Vorneweg: Ich bin bekennender Norland-Wind-Fan. Diese deutsch-irisch-schottisch-norwegische Combo besteht aus Thomas Leofke (keltische Harfe), Ian Melrose (Gitarre, Low Whistles, Bass, Synthesizer, Programming), Máire Breatnach (Fiddle, Viola), Kerstin Blodig (Gitarre, Bouzouki, Gesang, Bodhrán), Noel Duggan (Gitarre) und Pádraig Duggan (Mandoline). Hier wird sie ergänzt durch das amerikanische Duo Acoustic Eidolon, bestehend aus Hannah Alkire (Cello) und Joe Scott (Doppelhalsguitjo, Gitarre, Whistles, Gitarrensynthesizer). Das Thema der vorliegenden CD sind Stimmungen auf den Inseln des Übergangsbereiches zwischen Nordatlantik und Nordsee wie des irischen Tory Island, den schottischen Hebriden und den zu Dänemark gehörenden Färöern, auf die sich Thomas Loefke gerne zum Komponieren zurückzieht. Bei diesen Inseln denke ich an Einsamkeit, lange nasse Winter, kurze kühle Sommer, kräftige Stürme - nicht nur im Herbst -, aber der Musik dieser CD zufolge müssen sie doch meist idyllisch und friedlich im weiten blauen Meer daliegen, und es bleibt nur noch die Einsamkeit, die dazu einlädt, die Seele baumeln zu lassen. Das Meer kräuselt sich ein wenig, Meeresvögel segeln im Wind, die Sonne lässt einen blinzeln, ansonsten passiert nicht viel. Oder doch? Ja, aber man muss es entdecken. Das Büchlein hilft dabei mit Erklärungen und schönen Fotos.

Michael A. Schmiedel

 

THOMAS LOEFKE & FRIENDS - Northern Isles


LIEDERJAN
Einmal Canossa und zurück

(pläne 88944; www.plaene-records.de)
37 Tracks; 74:22, mit Infos

Wau!
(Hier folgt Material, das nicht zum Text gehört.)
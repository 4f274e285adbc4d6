//! Geostationary projection and area definitions.
//!
//! Implements the satellite view geometry from scratch, without PROJ.

pub mod area;
pub mod error;
pub mod geostationary;

pub use area::{AreaExtent, GeosArea, PixelIndex, AHI_FULL_DISK_HALF_EXTENT};
pub use error::{ProjectionError, ProjectionResult};
pub use geostationary::{Geostationary, SweepAxis};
Ein Liederjan-Konzeptalbum. Und, auch ungewöhnlich für Liederjan - ein Livealbum. Das hat es seit dem allerersten Album der Band, Live aus der Fabrik, nicht mehr gegeben. Wieso eigentlich nicht - lebt die Liederjan-Musik doch auch im hohen Maß von der geschliffenen Liveatmosphäre. Schön, dass sich Hanne Balzer, Klaus Irmscher und Alt-Liederjan Jörg Ermisch dazu entschlossen haben, diesen Livemitschnitt zu veröffentlichen, inklusive der pointiert-ironischen Ansagen. Entstanden ist das Programm mit dem Untertitel „Von Päpsten und Preußen - zwischen Halleluja und Habacht“ auf Anfrage des Paderborner Kulturamtleiters, der sich den Soundtrack für die Ausstellung „Canossa - Erschütterung der Welt“ wünschte, konkret zu dem Teil der Ausstellung, der sich dem Verhältnis von staatlicher Obrigkeit in Deutschland und der katholischen Kirche im 19. und 20. Jahrhundert widmete.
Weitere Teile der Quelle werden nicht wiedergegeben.